Background US guidelines now call for expanded extragenital testing for Neisseria gonorrhoeae (GC) and Chlamydia trachomatis (Ct) in HIV infected individuals. In January 2012, we instituted a new policy to promote routine three-site testing (genital, oropharyngeal, rectal) for GC/Ct among HIV-infected persons in our clinic population. The purpose of this study is to assess implementation of the “triple-dip” programme, as well as the prevalence and incidence of STI at each site.

Methods We conducted a retrospective chart review of HIV-infected patients seen in our clinic before (Jan.-Dec. 2011) and after (Jan.-Dec. 2012) implementation of a routine three-site testing policy, to compare GC/Ct prevalence during these two time periods.

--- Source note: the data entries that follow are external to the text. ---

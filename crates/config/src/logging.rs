//! Tracing subscriber setup.

use crate::{ConfigError, LoggingConfig};
use tracing_subscriber::EnvFilter;

/// Install the global `tracing` subscriber.
///
/// `RUST_LOG` wins over the configured level. Fails if a global subscriber
/// is already installed.
pub fn init(config: &LoggingConfig) -> Result<(), ConfigError> {
    let filter = EnvFilter::try_from_default_env().unwrap_or_else(|_| EnvFilter::new(&config.level));
    let builder = tracing_subscriber::fmt()
        .with_env_filter(filter)
        .with_target(false);

    let result = if config.json {
        builder.json().try_init()
    } else {
        builder.try_init()
    };
    result.map_err(|e| ConfigError::LoggingError(e.to_string()))
}

#[cfg(test)]
mod tests {
    use super::*;

    #[test]
    fn second_init_fails_instead_of_panicking() {
        let config = LoggingConfig::default();
        let _ = init(&config);
        assert!(matches!(init(&config), Err(ConfigError::LoggingError(_))));
    }
}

Self-reported behavioural data were also evaluated.

Results For the three months after the transitioning from symptom-triggered testing to routine three-site screening for GC/Ct, the number of oropharyngeal tests performed increased from 38 to 325, and the number of rectal tests increased from 32 to 290, an 8 to 9 fold increase in testing. Although the rate of infection at most sites decreased with increased screening, the rate of rectal GC/Ct remained unchanged (13% pre-expanded testing verses 12% after initiating broader testing, p = n.s.). This suggests that the prevalence of asymptomatic rectal infections in patients living with HIV in our clinic is high. Preliminary analyses indicate that rectal infections are more common in our tested patient population (12%) than at other sites of testing (4.5% oropharyngeal tests were positive, 1.5% genital tests were positive).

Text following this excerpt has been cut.